The Vatican said Archbishop Hesse had been guilty of “personal procedural errors” but didn’t commit them with the specific intention of covering up abuse. The statement also said that Hesse was really, really sorry.

“After carefully examining the documents received,” a statement from the Apostolic Nunciature to Germany said on September 15th, “the Holy See found deficiencies in the organization and functioning of the Archbishop [of Cologne]’s General Vicariate and personal procedural errors [committed by now-Archbishop Stefan Hesse] for the period in question.”

“However,” the statement continued, “the investigation has not shown that these were committed with the intent to cover up cases of sexual abuse.”
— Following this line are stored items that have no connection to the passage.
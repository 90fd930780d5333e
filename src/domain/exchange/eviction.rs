//! Why a connection left the active set.

use std::fmt;

/// Cause of a connection's removal from the active set.
#[derive(Debug, Clone, Copy, PartialEq, Eq, Hash)]
pub enum EvictionReason {
    /// A broadcast write to the connection failed.
    WriteFailed,
    /// The connection's adapter reported a read failure or disconnect.
    ReadFailed,
    /// The adapter went away before its admission was acknowledged.
    AdmissionAbandoned,
    /// Still present when the shutdown grace period elapsed.
    ShutdownForced,
}

impl fmt::Display for EvictionReason {
    fn fmt(&self, f: &mut fmt::Formatter<'_>) -> fmt::Result {
        let s = match self {
            EvictionReason::WriteFailed => "write_failed",
            EvictionReason::ReadFailed => "read_failed",
            EvictionReason::AdmissionAbandoned => "admission_abandoned",
            EvictionReason::ShutdownForced => "shutdown_forced",
        };
        write!(f, "{}", s)
    }
}

/// Kind of event turned away because the exchange was no longer running.
#[derive(Debug, Clone, Copy, PartialEq, Eq, Hash)]
pub enum RejectedEvent {
    Admit,
    Broadcast,
    Shutdown,
}

impl fmt::Display for RejectedEvent {
    fn fmt(&self, f: &mut fmt::Formatter<'_>) -> fmt::Result {
        let s = match self {
            RejectedEvent::Admit => "admit",
            RejectedEvent::Broadcast => "broadcast",
            RejectedEvent::Shutdown => "shutdown",
        };
        write!(f, "{}", s)
    }
}

#[cfg(test)]
mod tests {
    use super::*;

    #[test]
    fn reasons_display_as_snake_case() {
        assert_eq!(EvictionReason::WriteFailed.to_string(), "write_failed");
        assert_eq!(EvictionReason::ShutdownForced.to_string(), "shutdown_forced");
        assert_eq!(RejectedEvent::Broadcast.to_string(), "broadcast");
    }
}
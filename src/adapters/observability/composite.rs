//! Fan-out observer.

use std::sync::Arc;

use crate::domain::exchange::{EvictionReason, ExchangeStatus, RejectedEvent};
use crate::domain::foundation::ConnectionId;
use crate::ports::ExchangeObserver;

/// Forwards every callback to each inner observer, in order.
#[derive(Default, Clone)]
pub struct CompositeObserver {
    observers: Vec<Arc<dyn ExchangeObserver>>,
}

impl CompositeObserver {
    pub fn new() -> Self {
        Self::default()
    }

    /// Add an observer to the end of the chain.
    pub fn with(mut self, observer: Arc<dyn ExchangeObserver>) -> Self {
        self.observers.push(observer);
        self
    }

    pub fn len(&self) -> usize {
        self.observers.len()
    }

    pub fn is_empty(&self) -> bool {
        self.observers.is_empty()
    }
}

impl ExchangeObserver for CompositeObserver {
    fn connection_admitted(&self, id: &ConnectionId, active: usize) {
        for observer in &self.observers {
            observer.connection_admitted(id, active);
        }
    }

    fn connection_evicted(&self, id: &ConnectionId, reason: EvictionReason, active: usize) {
        for observer in &self.observers {
            observer.connection_evicted(id, reason, active);
        }
    }

    fn write_failed(&self, id: &ConnectionId, error: &str) {
        for observer in &self.observers {
            observer.write_failed(id, error);
        }
    }

    fn broadcast_completed(&self, payload_len: usize, delivered: usize, failed: usize) {
        for observer in &self.observers {
            observer.broadcast_completed(payload_len, delivered, failed);
        }
    }

    fn message_received(&self, id: &ConnectionId, payload_len: usize) {
        for observer in &self.observers {
            observer.message_received(id, payload_len);
        }
    }

    fn event_rejected(&self, event: RejectedEvent) {
        for observer in &self.observers {
            observer.event_rejected(event);
        }
    }

    fn status_changed(&self, from: ExchangeStatus, to: ExchangeStatus) {
        for observer in &self.observers {
            observer.status_changed(from, to);
        }
    }
}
“The basic problem,” according to the Nunciature, “in the larger context of the administration of the archdiocese, was the lack of attention and sensitivity to those affected by abuse.”

The response of German Catholics to Pope Francis’s decisions in both cases – Hesse’s and Woelki’s – has toggled between befuddlement and incredulity.
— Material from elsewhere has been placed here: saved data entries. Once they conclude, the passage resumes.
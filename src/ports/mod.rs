//! Ports - Interfaces for external dependencies.
//!
//! Following hexagonal architecture, ports define the contracts between
//! the exchange and the outside world. Adapters implement these ports.
//!
//! - `Connection` - One client's framed, full-duplex byte stream
//! - `MessageHandler` - Optional callback for client-sent payloads
//! - `ExchangeObserver` - Observability hook for the event loop

mod connection;
mod exchange_observer;
mod message_handler;

pub use connection::{Connection, ConnectionError, ConnectionHandle};
pub use exchange_observer::{ExchangeObserver, NoopObserver};
pub use message_handler::MessageHandler;
//! Exchange application service - the broadcast hub's runtime.
//!
//! - [`Exchange`] - facade for publishing, serving connections and stopping
//! - `event_loop` - the serial worker that owns the active set
//! - `connection_task` - the per-connection read loop
//! - [`RelayHandler`] - message handler that re-broadcasts client payloads

mod connection_task;
mod event_loop;
mod facade;
mod relay;

pub use facade::Exchange;
pub use relay::RelayHandler;
//! Exchange configuration

use serde::Deserialize;
use std::time::Duration;

use super::error::ValidationError;

/// Upper bound on the event intake queue.
const MAX_INTAKE_CAPACITY: usize = 65_536;

/// Upper bound on the shutdown grace period, in seconds.
const MAX_SHUTDOWN_GRACE_SECS: u64 = 300;

/// Broadcast hub configuration
#[derive(Debug, Clone, Deserialize)]
pub struct ExchangeConfig {
    /// Events the loop's intake can hold before `publish` waits
    #[serde(default = "default_intake_capacity")]
    pub intake_capacity: usize,

    /// Largest inbound client message the transport accepts, in bytes
    #[serde(default = "default_max_message_bytes")]
    pub max_message_bytes: usize,

    /// How long shutdown waits for adapters to report their eviction
    #[serde(default = "default_shutdown_grace")]
    pub shutdown_grace_secs: u64,

    /// Re-publish every client message to all clients
    #[serde(default)]
    pub relay_client_messages: bool,
}

impl ExchangeConfig {
    /// Get the shutdown grace period as a Duration
    pub fn shutdown_grace(&self) -> Duration {
        Duration::from_secs(self.shutdown_grace_secs)
    }

    /// Create config with custom intake capacity.
    pub fn with_intake_capacity(mut self, capacity: usize) -> Self {
        self.intake_capacity = capacity;
        self
    }

    /// Create config with custom shutdown grace period.
    pub fn with_shutdown_grace_secs(mut self, secs: u64) -> Self {
        self.shutdown_grace_secs = secs;
        self
    }

    /// Validate exchange configuration
    pub fn validate(&self) -> Result<(), ValidationError> {
        if self.intake_capacity == 0 || self.intake_capacity > MAX_INTAKE_CAPACITY {
            return Err(ValidationError::InvalidIntakeCapacity);
        }
        if self.max_message_bytes == 0 {
            return Err(ValidationError::InvalidMaxMessageSize);
        }
        if self.shutdown_grace_secs == 0 || self.shutdown_grace_secs > MAX_SHUTDOWN_GRACE_SECS {
            return Err(ValidationError::InvalidShutdownGrace);
        }
        Ok(())
    }
}

impl Default for ExchangeConfig {
    fn default() -> Self {
        Self {
            intake_capacity: default_intake_capacity(),
            max_message_bytes: default_max_message_bytes(),
            shutdown_grace_secs: default_shutdown_grace(),
            relay_client_messages: false,
        }
    }
}

fn default_intake_capacity() -> usize {
    32
}

fn default_max_message_bytes() -> usize {
    10 * 1024
}

fn default_shutdown_grace() -> u64 {
    10
}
“The pope declares that [Bishop Hesse] should stay,” noted the Neue Osnabruecker Zeitung, “with the bizarre justification that he did not commit the errors proven against him with the intention of covering up abuse.”

“This is crazy,” the Neue Osnabrucker Zeitung’s editors opined.
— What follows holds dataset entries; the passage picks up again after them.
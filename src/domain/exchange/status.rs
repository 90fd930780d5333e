//! ExchangeStatus enum for tracking the lifecycle of the event loop.

use std::fmt;

use crate::domain::foundation::StateMachine;

/// Lifecycle status of an exchange's event loop.
#[derive(Debug, Clone, Copy, PartialEq, Eq, Hash, Default)]
pub enum ExchangeStatus {
    /// Admitting connections and broadcasting.
    #[default]
    Running,
    /// Shutdown requested; waiting for outstanding evictions to settle.
    Draining,
    /// Terminal. The worker has exited.
    Stopped,
}

impl ExchangeStatus {
    /// Returns true if new connections and broadcasts are accepted.
    pub fn accepts_events(&self) -> bool {
        matches!(self, ExchangeStatus::Running)
    }
}

impl StateMachine for ExchangeStatus {
    /// Valid transitions:
    /// - Running -> Draining (shutdown requested)
    /// - Running -> Stopped (intake closed with nothing to drain)
    /// - Draining -> Stopped
    fn can_transition_to(&self, target: &Self) -> bool {
        use ExchangeStatus::*;
        matches!(
            (self, target),
            (Running, Draining) | (Running, Stopped) | (Draining, Stopped)
        )
    }

    fn valid_transitions(&self) -> Vec<Self> {
        use ExchangeStatus::*;
        match self {
            Running => vec![Draining, Stopped],
            Draining => vec![Stopped],
            Stopped => vec![],
        }
    }
}

impl fmt::Display for ExchangeStatus {
    fn fmt(&self, f: &mut fmt::Formatter<'_>) -> fmt::Result {
        let s = match self {
            ExchangeStatus::Running => "running",
            ExchangeStatus::Draining => "draining",
            ExchangeStatus::Stopped => "stopped",
        };
        write!(f, "{}", s)
    }
}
Regarding Cardinal Woelki, the Washington Post quoted the president of the Central Committee of German Catholics (ZdK), Thomas Sternberg, as saying “A timeout is not enough.” Sterberg also said, “It is completely unclear what could stand at the end of such a timeout and it is not suited to restoring lost confidence.”

Now, the ZdK’s willingness to countenance all sorts of doctrinally dubious “reform” projects is as well known as the group’s willingness to make hay while the sun shines, but it’s tough to say they don’t have their finger on the pulse of German Catholics or are out of touch with Catholic opinion. If Pope Francis wants to win the battle for hearts and minds in Germany, he is going to have to do a whole lot more – and a whole lot better – to show the faithful that he’s on their side in the fights that matter.

On Friday of this week, Pope Francis announced he had relieved the leadership of the Memores Domini lay association affiliated with the global Communion & Liberation movement founded by the Servant of God, Luigi Giussani.

The Memores now have a special papal delegate for their leader in Archbishop Filippo Santoro of Taranto. In late summer of 2020, the Memores got a canonical advisor in Fr. Gianfranco Ghirlanda SJ – a world-renowned canonist and former Magnificent Rector of the Pontifical Gregorian University, who also previously served as canonical assistant to the Legionaries of Christ during their late reform effort.

If you take a beat and look around, there’s more than enough doing in the Church and out of the Vatican to make you ask: “What gives?”

One way to understand where a leader’s true priorities and concerns lie, is to look at who comes in for rough treatment and why, and who doesn’t, and why not. The pope is a leader.